Cinta
adalah landasan mendasar bagi ku untuk melangkah hingga masuk menggeluti dunia
media atau jurnalistik. Kecintaan ini tumbuh bukan sejak kecil, tapi sejak
diakhir studi – saat makin banyak waktu yang tersita buat diskusi, nonton dan
berdebat ringan tentang politik dengan teman-teman pria se-organisasi kampus
maupun teman-teman sekelas.
Disamping
dorongan keinginan dan kegemaran menulis sejak lama, gelar Sarjana Sastra Inggris
yang ku kenakan pun cukup menggairahkan untuk melaju mengerjakan sesuatu lewat
media. Meski setamat kuliah masih bergelut di bidang belajar mengajar dan jadi pegawai
kantoran bidang IT dan bahasa Inggris selama 1.5 tahun, keinginan untuk terus
maju berkarya lewat media malah makin besar.
Selama
2 tahun pertama bekerja, aku terlebih dulu mengasah kemampuan dan pengalaman menulis.

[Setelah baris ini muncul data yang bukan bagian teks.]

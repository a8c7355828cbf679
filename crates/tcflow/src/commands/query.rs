use crate::workspace::Workspace;
use colored::Colorize;

pub async fn handle(workspace: &Workspace) -> anyhow::Result<()> {
    let data = workspace.manifest.data_set();
    if data.is_empty() {
        println!("{}", "ℹ No data sources declared".dimmed());
        return Ok(());
    }

    let provider = workspace.provider()?;
    let engine = workspace.engine(&provider);

    for (address, result) in engine.query(&data).await? {
        println!("{} {}", address.cyan().bold(), format!("({})", result.id).dimmed());
        let mut attributes: Vec<_> = result.attributes.iter().collect();
        attributes.sort_by(|a, b| a.0.cmp(b.0));
        for (key, value) in attributes {
            println!("  {} = {}", key, serde_json::to_string_pretty(value)?);
        }
        println!();
    }
    Ok(())
}
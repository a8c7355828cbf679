//! `tencentcloud_kms_keys`: list KMS keys matching filters

use crate::client::{KMS, TencentApi};
use crate::helper::{call, request};
use crate::resources::kms_key::KeyMetadata;
use async_trait::async_trait;
use serde::{Deserialize, Serialize};
use serde_json::json;
use std::sync::Arc;
use tcflow_cloud::{
    Attributes, AttributesExt, CloudError, Context, DataResult, DataSource, Field, Result, Schema,
    ids_hash,
};

const PAGE_SIZE: u64 = 100;

#[derive(Serialize)]
#[serde(rename_all = "PascalCase")]
struct ListKeyDetailRequest<'a> {
    offset: u64,
    limit: u64,
    /// 0: all keys, 1: enabled, 2: disabled, 3: pending delete, 4: pending import
    #[serde(skip_serializing_if = "Option::is_none")]
    key_state: Option<u64>,
    /// 0: descending by creation time, 1: ascending
    #[serde(skip_serializing_if = "Option::is_none")]
    order_type: Option<u64>,
    #[serde(skip_serializing_if = "Option::is_none")]
    search_key_alias: Option<&'a str>,
    #[serde(skip_serializing_if = "Option::is_none")]
    key_usage: Option<&'a str>,
}

#[derive(Deserialize)]
#[serde(rename_all = "PascalCase")]
struct ListKeyDetailResponse {
    #[serde(default)]
    total_count: u64,
    #[serde(default)]
    key_metadatas: Vec<KeyMetadata>,
}

pub struct KmsKeys {
    api: Arc<dyn TencentApi>,
    schema: Schema,
}

impl KmsKeys {
    pub const TYPE: &'static str = "tencentcloud_kms_keys";

    pub fn new(api: Arc<dyn TencentApi>) -> Self {
        let schema = Schema::new("KMS keys filtered by state, alias or usage")
            .field(
                Field::int("key_state")
                    .optional()
                    .description(
                        "0 all, 1 enabled, 2 disabled, 3 pending delete, 4 pending import",
                    ),
            )
            .field(
                Field::int("order_type")
                    .optional()
                    .description("0 newest first, 1 oldest first"),
            )
            .field(
                Field::string("search_key_alias")
                    .optional()
                    .description("Substring match on the alias"),
            )
            .field(Field::string("key_usage").optional())
            .field(Field::object_list("key_list").computed());

        Self { api, schema }
    }

    /// Integer filter that must fit the API's unsigned range
    fn unsigned(args: &Attributes, key: &str, max: u64) -> Result<Option<u64>> {
        let Some(value) = args.get(key).filter(|v| !v.is_null()) else {
            return Ok(None);
        };
        match value.as_u64() {
            Some(n) if n <= max => Ok(Some(n)),
            _ => Err(CloudError::InvalidConfig(format!(
                "`{}` must be an integer between 0 and {}, got {}",
                key, max, value
            ))),
        }
    }
}

#[async_trait]
impl DataSource for KmsKeys {
    fn type_name(&self) -> &'static str {
        Self::TYPE
    }

    fn schema(&self) -> &Schema {
        &self.schema
    }

    async fn read(&self, ctx: &Context, args: &Attributes) -> Result<DataResult> {
        let key_state = Self::unsigned(args, "key_state", 4)?;
        let order_type = Self::unsigned(args, "order_type", 1)?;
        let mut keys = Vec::new();
        let mut offset = 0;

        loop {
            let body = ListKeyDetailRequest {
                offset,
                limit: PAGE_SIZE,
                key_state,
                order_type,
                search_key_alias: args.get_str("search_key_alias"),
                key_usage: args.get_str("key_usage"),
            };
            let page: ListKeyDetailResponse = call(
                ctx,
                self.api.as_ref(),
                request(KMS, "ListKeyDetail", &body)?,
                ctx.read_timeout(),
                &[],
            )
            .await?;

            let fetched = page.key_metadatas.len() as u64;
            keys.extend(page.key_metadatas);
            offset += fetched;
            if fetched == 0 || offset >= page.total_count {
                break;
            }
        }

        tracing::debug!("{} matched {} key(s)", Self::TYPE, keys.len());

        let ids: Vec<String> = keys.iter().map(|k| k.key_id.clone()).collect();
        let key_list: Vec<serde_json::Value> = keys.iter().map(KeyMetadata::to_json).collect();

        let mut attributes = args.clone();
        attributes.insert("key_list".to_string(), json!(key_list));

        Ok(DataResult {
            id: ids_hash(&ids),
            attributes,
        })
    }
}
//! Cloud provider error types

use thiserror::Error;

/// Cloud provider errors
#[derive(Error, Debug)]
pub enum CloudError {
    #[error("Provider not found: {0}")]
    ProviderNotFound(String),

    #[error("Unknown resource type: {0}")]
    UnknownResourceType(String),

    #[error("Resource not found: {0}")]
    ResourceNotFound(String),

    #[error("Resource already exists: {0}")]
    ResourceAlreadyExists(String),

    #[error("Authentication failed: {0}")]
    AuthenticationFailed(String),

    /// Rate limiting, eventual-consistency lag and other conditions that
    /// resolve on their own. Only this variant is retried.
    #[error("Transient error: {0}")]
    Transient(String),

    #[error("API error: {0}")]
    ApiError(String),

    #[error("Invalid configuration: {0}")]
    InvalidConfig(String),

    #[error("Invalid resource id `{id}`: {reason}")]
    InvalidId { id: String, reason: String },

    #[error("Field `{field}` of {resource_type} cannot be changed in place")]
    ImmutableField {
        resource_type: String,
        field: String,
    },

    #[error("State file error: {0}")]
    StateError(String),

    #[error("Lock acquisition failed: {0}")]
    LockError(String),

    #[error("Timeout while waiting for {operation}: {last_error}")]
    Timeout {
        operation: String,
        last_error: String,
    },

    #[error("Operation cancelled: {0}")]
    Cancelled(String),

    #[error("IO error: {0}")]
    Io(#[from] std::io::Error),

    #[error("JSON error: {0}")]
    Json(#[from] serde_json::Error),
}

impl CloudError {
    /// Whether the remote side reported that the resource does not exist
    pub fn is_not_found(&self) -> bool {
        matches!(self, CloudError::ResourceNotFound(_))
    }

    pub fn is_transient(&self) -> bool {
        matches!(self, CloudError::Transient(_))
    }
}

pub type Result<T> = std::result::Result<T, CloudError>;
use crate::workspace;
use colored::Colorize;
use tcflow_cloud::{Context, Engine, Schema};

pub fn handle(resource_type: Option<&str>) -> anyhow::Result<()> {
    let provider = workspace::offline_provider()?;
    let engine = Engine::new(&provider, Context::new());

    let Some(name) = resource_type else {
        println!("{}", "Resources:".bold());
        for name in engine.resource_types() {
            println!("  {}", name.cyan());
        }
        println!("{}", "Data sources:".bold());
        for name in engine.data_source_types() {
            println!("  {}", name.cyan());
        }
        return Ok(());
    };

    if let Ok(resource) = engine.resource(name) {
        print_schema(name, "resource", resource.schema());
        if resource.id_segments() > 1 {
            println!();
            println!(
                "{}",
                format!(
                    "Import ID: {} `#`-separated segments",
                    resource.id_segments()
                )
                .dimmed()
            );
        }
        return Ok(());
    }
    if let Ok(source) = engine.data_source(name) {
        print_schema(name, "data source", source.schema());
        return Ok(());
    }

    anyhow::bail!(
        "unknown type `{}` (run `tcflow schema` to list the available types)",
        name
    )
}

fn print_schema(name: &str, kind: &str, schema: &Schema) {
    println!("{} {}", name.cyan().bold(), format!("({})", kind).dimmed());
    println!("{}", schema.description);
    println!();

    for field in schema.fields.values() {
        let mut flags = Vec::new();
        if field.required {
            flags.push("required");
        } else if field.optional {
            flags.push("optional");
        }
        if field.computed {
            flags.push("computed");
        }
        if field.force_new {
            flags.push("force new");
        }
        if field.sensitive {
            flags.push("sensitive");
        }

        let mut line = format!(
            "  {:<28} {:<14} {}",
            field.name,
            field.field_type.to_string(),
            flags.join(", ")
        );
        if let Some(default) = &field.default {
            line.push_str(&format!(" (default {})", default));
        }
        println!("{}", line);
        if !field.description.is_empty() {
            println!("      {}", field.description.dimmed());
        }
    }
}
#[cfg(test)]
mod tests {
    use super::*;
    use crate::model::{Gender, MaritalStatus, Relation, YesNo};
    use crate::store::in_transaction;
    use chrono::{Duration, NaiveDate, Utc};
    use uuid::Uuid;

    fn resident(relation: Relation, household_id: Option<HouseholdId>) -> Resident {
        Resident {
            resident_id: Uuid::new_v4(),
            first_name: "Asha".into(),
            middle_name: None,
            last_name: "Rao".into(),
            gender: Gender::Female,
            relation,
            marital_status: MaritalStatus::Married,
            date_of_birth: NaiveDate::from_ymd_opt(1985, 3, 2).unwrap(),
            phone_number: None,
            email: None,
            lifemember: false,
            household_id,
            created_at: Utc::now(),
        }
    }

    fn pending(minutes_ago: i64) -> PendingRegistration {
        PendingRegistration {
            id: Uuid::new_v4(),
            first_name: "P".into(),
            last_name: "R".into(),
            email: format!("{minutes_ago}@example.com"),
            phone_number: "123".into(),
            registered_at: Utc::now() - Duration::minutes(minutes_ago),
        }
    }

    #[test]
    fn pending_is_listed_most_recent_first() {
        let store = MemoryStore::new();
        let old = pending(30);
        let new = pending(1);
        store.insert_pending(&old).unwrap();
        store.insert_pending(&new).unwrap();

        let listed = store.list_pending().unwrap();
        assert_eq!(listed[0].id, new.id);
        assert_eq!(listed[1].id, old.id);

        assert_eq!(store.delete_pending(old.id).unwrap(), 1);
        assert_eq!(store.delete_pending(old.id).unwrap(), 0);
    }

    #[test]
    fn resident_household_must_exist() {
        let store = MemoryStore::new();
        let orphan = resident(Relation::Son, Some(Uuid::new_v4()));
        let err = store.insert_resident(&orphan).unwrap_err();
        assert!(matches!(err, StoreError::Constraint(_)));
        assert_eq!(store.count_residents().unwrap(), 0);
    }

    #[test]
    fn one_household_per_head() {
        let store = MemoryStore::new();
        let head = resident(Relation::Head, None);
        store.insert_resident(&head).unwrap();
        store.insert_household(&Household::founded_by(head.resident_id)).unwrap();

        let err = store
            .insert_household(&Household::founded_by(head.resident_id))
            .unwrap_err();
        assert!(matches!(err, StoreError::Constraint(ref m) if m.contains("already heads")));
    }

    #[test]
    fn member_count_moves_only_through_increment() {
        let store = MemoryStore::new();
        let head = resident(Relation::Head, None);
        store.insert_resident(&head).unwrap();
        let household = Household::founded_by(head.resident_id);
        store.insert_household(&household).unwrap();

        store.increment_members(household.household_id).unwrap();
        store.increment_members(household.household_id).unwrap();

        // A stale copy carrying the founding count must not undo the increments.
        let mut stale = household.clone();
        stale.address = "4 Car Street".into();
        store.update_household(&stale).unwrap();

        let stored = store.find_household(household.household_id).unwrap().unwrap();
        assert_eq!(stored.number_of_members, 3);
        assert_eq!(stored.address, "4 Car Street");

        let err = store.increment_members(Uuid::new_v4()).unwrap_err();
        assert!(matches!(err, StoreError::NotFound { table: "households", .. }));
    }

    #[test]
    fn satellite_upserts_never_duplicate() {
        let store = MemoryStore::new();
        let r = resident(Relation::Head, None);
        store.insert_resident(&r).unwrap();

        let mut health = HealthRecord {
            resident_id: r.resident_id,
            blood_group: None,
            mediclaim: YesNo::No,
            thalassemia: None,
            g6pd: YesNo::No,
        };
        store.upsert_health(&health).unwrap();
        health.mediclaim = YesNo::Yes;
        store.upsert_health(&health).unwrap();

        let rows = store.list_health().unwrap();
        assert_eq!(rows.len(), 1);
        assert_eq!(rows[0].mediclaim, YesNo::Yes);
    }

    #[test]
    fn satellites_require_a_resident() {
        let store = MemoryStore::new();
        let err = store
            .upsert_groups(&GroupMembership {
                resident_id: Uuid::new_v4(),
                ..GroupMembership::default()
            })
            .unwrap_err();
        assert!(matches!(err, StoreError::Constraint(_)));
    }

    #[test]
    fn update_resident_keeps_household_and_creation_time() {
        let store = MemoryStore::new();
        let head = resident(Relation::Head, None);
        store.insert_resident(&head).unwrap();
        let household = Household::founded_by(head.resident_id);
        store.insert_household(&household).unwrap();
        store
            .set_resident_household(head.resident_id, household.household_id)
            .unwrap();

        let mut edited = head.clone();
        edited.first_name = "Usha".into();
        edited.household_id = None;
        store.update_resident(&edited).unwrap();

        let stored = store.find_resident(head.resident_id).unwrap().unwrap();
        assert_eq!(stored.first_name, "Usha");
        assert_eq!(stored.household_id, Some(household.household_id));
        assert_eq!(stored.created_at, head.created_at);
    }

    #[test]
    fn failed_unit_of_work_leaves_no_trace() {
        let store = MemoryStore::new();
        let r = resident(Relation::Head, None);

        let result = store.atomically(&mut |tx| {
            tx.insert_resident(&r)?;
            Err(CensusError::MissingHousehold)
        });
        assert!(matches!(result, Err(CensusError::MissingHousehold)));
        assert_eq!(store.count_residents().unwrap(), 0);
    }

    #[test]
    fn successful_unit_of_work_commits_everything() {
        let store = MemoryStore::new();
        let head = resident(Relation::Head, None);

        let household_id = in_transaction(&store, |tx| {
            tx.insert_resident(&head)?;
            let household = Household::founded_by(head.resident_id);
            tx.insert_household(&household)?;
            tx.set_resident_household(head.resident_id, household.household_id)?;
            Ok(household.household_id)
        })
        .unwrap();

        let stored = store.find_resident(head.resident_id).unwrap().unwrap();
        assert_eq!(stored.household_id, Some(household_id));
        assert_eq!(store.count_households().unwrap(), 1);
    }

    #[test]
    fn injected_faults_fail_only_their_table() {
        let store = MemoryStore::new();
        store.fail_writes_to(CensusTable::Education);
        let r = resident(Relation::Head, None);
        store.insert_resident(&r).unwrap();

        let err = store
            .upsert_education(&Education {
                resident_id: r.resident_id,
                highest_qualification: Some("B.Com".into()),
                school_or_college_name: None,
                year_of_completion: None,
            })
            .unwrap_err();
        assert!(err.to_string().contains("education"));

        store.clear_faults();
        assert!(store
            .upsert_education(&Education {
                resident_id: r.resident_id,
                highest_qualification: None,
                school_or_college_name: None,
                year_of_completion: None,
            })
            .is_ok());
    }
}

Selama bekerja ku jadikan untuk terus aktif di berbagai media massa baik koran
cetak dan online hingga sosial media. Untungnya, sejumlah tulisan berupa opini
akhirnya menghiasi kolom opini media cetak lokal Harian Analisa (thanks untuk
itu). Branjak dari itu, ada kesempatan besar untuk terbang bak rajawali hingga
berada di sini (media).
Sejak
dulu, aku suka dengan presenter Metrotv Fessy Alwi, kekaguman padanya menumbuhkan
keinginan untuk mencoba. Sempat memang harus mengalami pergeseran tujuan, dari
ingin terjun sebagai reporter TV sampai sedikit bergeser ke dunia wisata - keinginan
terbesar karena menimbang pekerjaannya yang lebih menantang sekaligus menawarkan
bonus-bonus wisata gratis yang menggiurkan lantaran kecintaan bertualang di
tanah air.
Namun
roda hidup masih belum menghantarkan ku kesana. Mungkin belum saatnya, mungkin
juga masih harus banyak belajar. Seperti memperbandingkan diri dengan Mariskha
Prudence, mantan reporter MetroTv yang kini malah menggeluti dunia wisata. Beranjak
dari keyakinan bahwa perjalanan hidup seperti menaiki tangga, naik dari satu
level ke level yang lebih tinggi hingga tiba di puncaknya. Seperti teta menjaga
komitmen dan fokus ke tujuan terbesar perjalanan ini, sambil bergumam dalam
hati “Kalau Mariskha bisa kenapa aku ngak?”. Sebuah keyakinan yang
membangkitkan semangat.
Hingga
akhirnya aku bekerja disini, media online salah satu situs Kristen yang sudah
dikenal luas di Indonesia. Dapat bagian jadi Web Content Editor, yang lebih
kepada proses editing berita dan berbagai kolom berita lainnya. Tugasnya lebih
kepada rekonstruksi berita-berita yang sedang marak diperbincangkan lewat media
cetak hingga media visual. Kami bukan jurnalis yang setiap hari harus terjun ke
lapangan, meskipun porsi liputannya pasti ada. Ya, cukup menyenangkan lantaran tak berkutat
dengan hal-hal yang itu-itu saja seperti pekerjaan kantoran yang terbilang statis.
Memperoleh
apa yang kamu mau mungkin adalah perasaan yang luar biasa. Seakan seperti
jawaban doa yang sudah cukup lama dinanti-nantikan. Well, ini cerita awal - pintu pertama menuju petualangan panjang lainnya. Lalu, sisi lain dari hidup jadi jurnalis pun mencuat, sebuah fenomena unik
akan eksistensi jurnalis di tengah-tengah negeri Merah Putih. Mungkin banyak orang
Indonesia yang acap kali memandang sebelah mata dengan dunia jurnalistik.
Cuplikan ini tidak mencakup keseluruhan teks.